Sunday, June 24, 2012

Potatoes and Accoutrements

About two years ago, my dad and I were cleaning out the cabinets and we found some very far gone potatoes. It's not really unusual or anything because we don't eat potatoes much, and they almost always degenerate to some kind of pathetic sludge in the bottom of our cabinet. This time was slightly different though because we found a potato with what looked like someone's genetic finger mutation experiment gone wrong sticking out of it. My father, being a know-it-all, quickly explained to me that this potato was not a diseased freak of nature but that it was actually growing. The potato had managed to perform a miracle of life in our kitchen cabinet. The nasty long albino finger things were actually tendrils of the potato plant, and they were white because the potato had been growing without sun, so no chlorophyll. We then planted it in our backyard, though I doubt we'll ever harvest anything from it, because we mostly don't eat potatoes.

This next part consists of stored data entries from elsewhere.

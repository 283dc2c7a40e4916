use fxhash::FxHashSet;
use proc_macro2::TokenStream;
use quote::{format_ident, quote};
use syn::{Attribute, Data, DeriveInput, Field, Fields, FieldsNamed, Ident, Type, Variant};

const INTERNAL_VARIANT: &str = "Internal";

/// What the macro needs to know about one variant of the error enum.
struct ErrorVariant<'a> {
    ident: &'a Ident,
    source: Option<&'a Field>,
    has_context: bool,
    cfg: Vec<Attribute>,
}

impl ErrorVariant<'_> {
    fn source_parts(&self) -> Option<(&Ident, &Type)> {
        let field = self.source?;
        Some((field.ident.as_ref()?, &field.ty))
    }

    fn is_internal(&self) -> bool {
        self.ident == INTERNAL_VARIANT
    }
}

pub fn expand(input: DeriveInput) -> TokenStream {
    let Data::Enum(data) = &input.data else {
        return quote! { compile_error!("uni_error can only be applied to enums"); };
    };

    let variants = match data.variants.iter().map(inspect_variant).collect::<Result<Vec<_>, _>>()
    {
        Ok(variants) => variants,
        Err(err) => return err.to_compile_error(),
    };
    if let Err(err) = require_context_for_sources(&variants) {
        return err.to_compile_error();
    }

    let name = &input.ident;
    let ext = format_ident!("{}Ext", name);

    let derives = missing_derives(&input);
    let context_trait = context_trait(name, &ext, &variants);
    let source_impls = variants.iter().filter_map(|v| source_impls(name, &ext, v));
    let internal_impls = internal_impls(name, &variants);

    quote! {
        #[allow(non_shorthand_field_patterns)]
        #derives
        #input

        #context_trait
        #(#source_impls)*
        #internal_impls

        #[allow(dead_code)]
        fn format_context(
            context: &Option<std::borrow::Cow<'static, str>>,
        ) -> std::borrow::Cow<'static, str> {
            context
                .as_ref()
                .map_or(std::borrow::Cow::Borrowed(""), |c| std::borrow::Cow::Owned(format!(" ({c})")))
        }
    }
}

fn inspect_variant(variant: &Variant) -> syn::Result<ErrorVariant<'_>> {
    let Fields::Named(fields) = &variant.fields else {
        return Err(syn::Error::new_spanned(
            variant,
            "uni_error variants must use named fields (e.g. `Io { source, context }`)",
        ));
    };

    Ok(ErrorVariant {
        ident: &variant.ident,
        source: source_field(fields),
        has_context: context_field(fields)?.is_some(),
        cfg: variant.attrs.iter().filter(|a| a.path().is_ident("cfg")).cloned().collect(),
    })
}

fn context_field(fields: &FieldsNamed) -> syn::Result<Option<&Field>> {
    let Some(field) =
        fields.named.iter().find(|f| f.ident.as_ref().is_some_and(|i| i == "context"))
    else {
        return Ok(None);
    };

    if is_optional_static_cow_str(&field.ty) {
        Ok(Some(field))
    } else {
        Err(syn::Error::new_spanned(&field.ty, "context field must be Option<Cow<'static, str>>"))
    }
}

fn source_field(fields: &FieldsNamed) -> Option<&Field> {
    fields.named.iter().find(|field| {
        field.ident.as_ref().is_some_and(|i| i == "source")
            || has_attr(field, "source")
            || has_attr(field, "from")
    })
}

fn require_context_for_sources(variants: &[ErrorVariant<'_>]) -> syn::Result<()> {
    match variants.iter().find(|v| v.source.is_some() && !v.has_context) {
        Some(v) => Err(syn::Error::new_spanned(
            v.ident,
            "uni_error requires `context: Option<Cow<'static, str>>` next to a source field",
        )),
        None => Ok(()),
    }
}

fn missing_derives(input: &DeriveInput) -> TokenStream {
    let present = derived_traits(input);
    let mut derives = Vec::new();
    if !present.contains("Debug") {
        derives.push(quote! { Debug });
    }
    if !present.contains("Error") {
        derives.push(quote! { ::thiserror::Error });
    }

    if derives.is_empty() { quote! {} } else { quote! { #[derive(#(#derives),*)] } }
}

fn context_trait(name: &Ident, ext: &Ident, variants: &[ErrorVariant<'_>]) -> TokenStream {
    let arms = variants.iter().filter(|v| v.has_context).map(|v| {
        let cfg = &v.cfg;
        let ident = v.ident;
        quote! { #(#cfg)* #name::#ident { context: slot, .. } => *slot = Some(context.into()), }
    });

    quote! {
        /// Attaches a human-readable context to a failing result.
        pub trait #ext<T> {
            /// Records `context` on the error, converting it into this crate's error type.
            fn context(self, context: impl Into<std::borrow::Cow<'static, str>>) -> Result<T, #name>;
        }

        #[automatically_derived]
        impl<T> #ext<T> for Result<T, #name> {
            #[inline]
            fn context(self, context: impl Into<std::borrow::Cow<'static, str>>) -> Self {
                self.map_err(|mut err| {
                    match &mut err {
                        #( #arms )*
                        _ => {}
                    }
                    err
                })
            }
        }
    }
}

fn source_impls(name: &Ident, ext: &Ident, v: &ErrorVariant<'_>) -> Option<TokenStream> {
    if v.is_internal() {
        return None;
    }
    let (field, ty) = v.source_parts()?;
    let ident = v.ident;
    let cfg = &v.cfg;

    Some(quote! {
        #(#cfg)*
        #[automatically_derived]
        impl From<#ty> for #name {
            #[inline]
            fn from(#field: #ty) -> Self {
                Self::#ident { #field, context: None }
            }
        }

        #(#cfg)*
        #[automatically_derived]
        impl<T> #ext<T> for std::result::Result<T, #ty> {
            #[inline]
            fn context(
                self,
                context: impl Into<std::borrow::Cow<'static, str>>,
            ) -> std::result::Result<T, #name> {
                self.map_err(|#field| #name::#ident { #field, context: Some(context.into()) })
            }
        }
    })
}

fn internal_impls(name: &Ident, variants: &[ErrorVariant<'_>]) -> TokenStream {
    let Some(internal) = variants.iter().find(|v| v.is_internal()) else {
        return quote! {};
    };
    let cfg = &internal.cfg;

    quote! {
        #(#cfg)*
        #[automatically_derived]
        impl From<&'static str> for #name {
            #[inline]
            fn from(message: &'static str) -> Self {
                Self::Internal { message: std::borrow::Cow::Borrowed(message), context: None }
            }
        }

        #(#cfg)*
        #[automatically_derived]
        impl From<String> for #name {
            #[inline]
            fn from(message: String) -> Self {
                Self::Internal { message: std::borrow::Cow::Owned(message), context: None }
            }
        }
    }
}

fn has_attr(field: &Field, name: &str) -> bool {
    field.attrs.iter().any(|attr| attr.path().is_ident(name))
}

fn derived_traits(input: &DeriveInput) -> FxHashSet<String> {
    let mut traits = FxHashSet::default();

    for attr in input.attrs.iter().filter(|a| a.path().is_ident("derive")) {
        let _ = attr.parse_nested_meta(|meta| {
            if let Some(last) = meta.path.segments.last() {
                traits.insert(last.ident.to_string());
            }
            Ok(())
        });
    }

    traits
}

/// Matches `Option<Cow<'static, str>>`, with or without path prefixes.
fn is_optional_static_cow_str(ty: &Type) -> bool {
    let Some(inner) = single_generic(ty, "Option") else {
        return false;
    };
    let Type::Path(path) = inner else {
        return false;
    };
    let Some(cow) = path.path.segments.last() else {
        return false;
    };
    if cow.ident != "Cow" {
        return false;
    }
    let syn::PathArguments::AngleBracketed(args) = &cow.arguments else {
        return false;
    };

    let mut args = args.args.iter();
    let static_lifetime =
        matches!(args.next(), Some(syn::GenericArgument::Lifetime(lt)) if lt.ident == "static");
    let str_target = matches!(
        args.next(),
        Some(syn::GenericArgument::Type(Type::Path(p)))
            if p.path.segments.last().is_some_and(|s| s.ident == "str")
    );

    static_lifetime && str_target
}

fn single_generic<'a>(ty: &'a Type, wrapper: &str) -> Option<&'a Type> {
    let Type::Path(path) = ty else {
        return None;
    };
    let segment = path.path.segments.last()?;
    if segment.ident != wrapper {
        return None;
    }
    let syn::PathArguments::AngleBracketed(args) = &segment.arguments else {
        return None;
    };
    match args.args.first()? {
        syn::GenericArgument::Type(inner) => Some(inner),
        _ => None,
    }
}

So that's nice and all, but how did it grow? Potatoes are plants. Plants need sun, water, and soil (I learned that from The Magic Schoolbus). This potato had nothing except his rotting brethren, which I suppose could count as the soil in this case. What the fuck? How'd it do that? I don't know. I do know that this makes me think of roaches. If you cut off a roach's head it will supposedly live for another two weeks. Roaches can supposedly live through a nuclear explosion. Perhaps potatoes are the same way. They do have a lot in common. Roaches and potatoes are both brown, they live in our kitchens, they are extremely virulent and prosperous in Mississippi, and sometimes you will find one godforsaken individual of either a roach or a potato that is albino. That shit's gross, man. If you ever see an albino roach, your faith will be rocked and just for a little while, you will think there is no God, no one would voluntarily make that thing. The only striking difference between roaches and potatoes is that potatoes can't move. If they could, though, you can bet we would have invented a potato-swatter to control THE SCOURGE.